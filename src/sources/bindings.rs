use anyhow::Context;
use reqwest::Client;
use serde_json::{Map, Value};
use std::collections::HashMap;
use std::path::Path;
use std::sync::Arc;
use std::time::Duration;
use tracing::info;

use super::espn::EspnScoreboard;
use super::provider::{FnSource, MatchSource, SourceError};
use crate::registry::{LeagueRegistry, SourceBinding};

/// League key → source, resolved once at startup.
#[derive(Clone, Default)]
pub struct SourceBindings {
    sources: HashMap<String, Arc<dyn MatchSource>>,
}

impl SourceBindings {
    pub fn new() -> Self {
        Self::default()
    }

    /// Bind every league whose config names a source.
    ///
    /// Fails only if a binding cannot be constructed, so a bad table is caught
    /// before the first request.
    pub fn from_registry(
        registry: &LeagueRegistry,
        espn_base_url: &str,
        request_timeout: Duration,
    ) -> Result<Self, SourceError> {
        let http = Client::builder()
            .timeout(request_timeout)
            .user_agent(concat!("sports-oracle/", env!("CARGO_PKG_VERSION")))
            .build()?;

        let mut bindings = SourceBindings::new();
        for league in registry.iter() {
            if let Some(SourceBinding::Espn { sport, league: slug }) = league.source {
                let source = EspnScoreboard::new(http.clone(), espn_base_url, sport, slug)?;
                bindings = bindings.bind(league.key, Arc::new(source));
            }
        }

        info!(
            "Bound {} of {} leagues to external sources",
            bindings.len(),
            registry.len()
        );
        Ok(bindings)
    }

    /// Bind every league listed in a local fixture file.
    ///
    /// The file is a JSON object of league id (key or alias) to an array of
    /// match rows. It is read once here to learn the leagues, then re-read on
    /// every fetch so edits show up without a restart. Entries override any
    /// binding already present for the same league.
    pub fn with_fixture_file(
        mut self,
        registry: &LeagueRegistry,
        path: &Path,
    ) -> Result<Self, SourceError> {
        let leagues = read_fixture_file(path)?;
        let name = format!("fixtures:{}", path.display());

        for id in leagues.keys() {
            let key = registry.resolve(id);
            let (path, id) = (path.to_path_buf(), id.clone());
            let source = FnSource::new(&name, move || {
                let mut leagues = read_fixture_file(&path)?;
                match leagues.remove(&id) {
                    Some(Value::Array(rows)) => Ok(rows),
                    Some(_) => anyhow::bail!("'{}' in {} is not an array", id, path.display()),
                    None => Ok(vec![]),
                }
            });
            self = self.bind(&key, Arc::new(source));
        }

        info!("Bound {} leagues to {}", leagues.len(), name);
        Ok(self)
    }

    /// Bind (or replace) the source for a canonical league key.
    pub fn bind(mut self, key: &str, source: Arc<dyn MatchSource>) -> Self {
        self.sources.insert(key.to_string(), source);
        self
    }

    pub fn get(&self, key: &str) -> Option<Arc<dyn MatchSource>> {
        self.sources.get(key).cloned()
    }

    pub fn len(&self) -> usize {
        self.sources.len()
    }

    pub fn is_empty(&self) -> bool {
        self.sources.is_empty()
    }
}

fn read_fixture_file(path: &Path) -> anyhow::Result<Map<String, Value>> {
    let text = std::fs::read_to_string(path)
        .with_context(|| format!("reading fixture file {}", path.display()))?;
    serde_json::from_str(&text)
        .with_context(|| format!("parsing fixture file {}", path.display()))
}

★ ★ ★

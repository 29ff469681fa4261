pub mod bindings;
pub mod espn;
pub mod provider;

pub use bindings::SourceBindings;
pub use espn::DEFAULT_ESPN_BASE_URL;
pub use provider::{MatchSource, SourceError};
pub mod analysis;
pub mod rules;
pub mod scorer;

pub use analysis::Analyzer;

★ ★ ★

* Aim of the exercise *
Repeat word for word the lines above that run from the line containing "names a source." through the line containing "espn_base_url, sport, slug)?;", both ends included, and nothing else.

* Response box *
    /// Bind every league whose config names a source.
    ///
    /// Fails only if a binding cannot be constructed, so a bad table is caught
    /// before the first request.
    pub fn from_registry(
        registry: &LeagueRegistry,
        espn_base_url: &str,
        request_timeout: Duration,
    ) -> Result<Self, SourceError> {
        let http = Client::builder()
            .timeout(request_timeout)
            .user_agent(concat!("sports-oracle/", env!("CARGO_PKG_VERSION")))
            .build()?;

        let mut bindings = SourceBindings::new();
        for league in registry.iter() {
            if let Some(SourceBinding::Espn { sport, league: slug }) = league.source {
                let source = EspnScoreboard::new(http.clone(), espn_base_url, sport, slug)?;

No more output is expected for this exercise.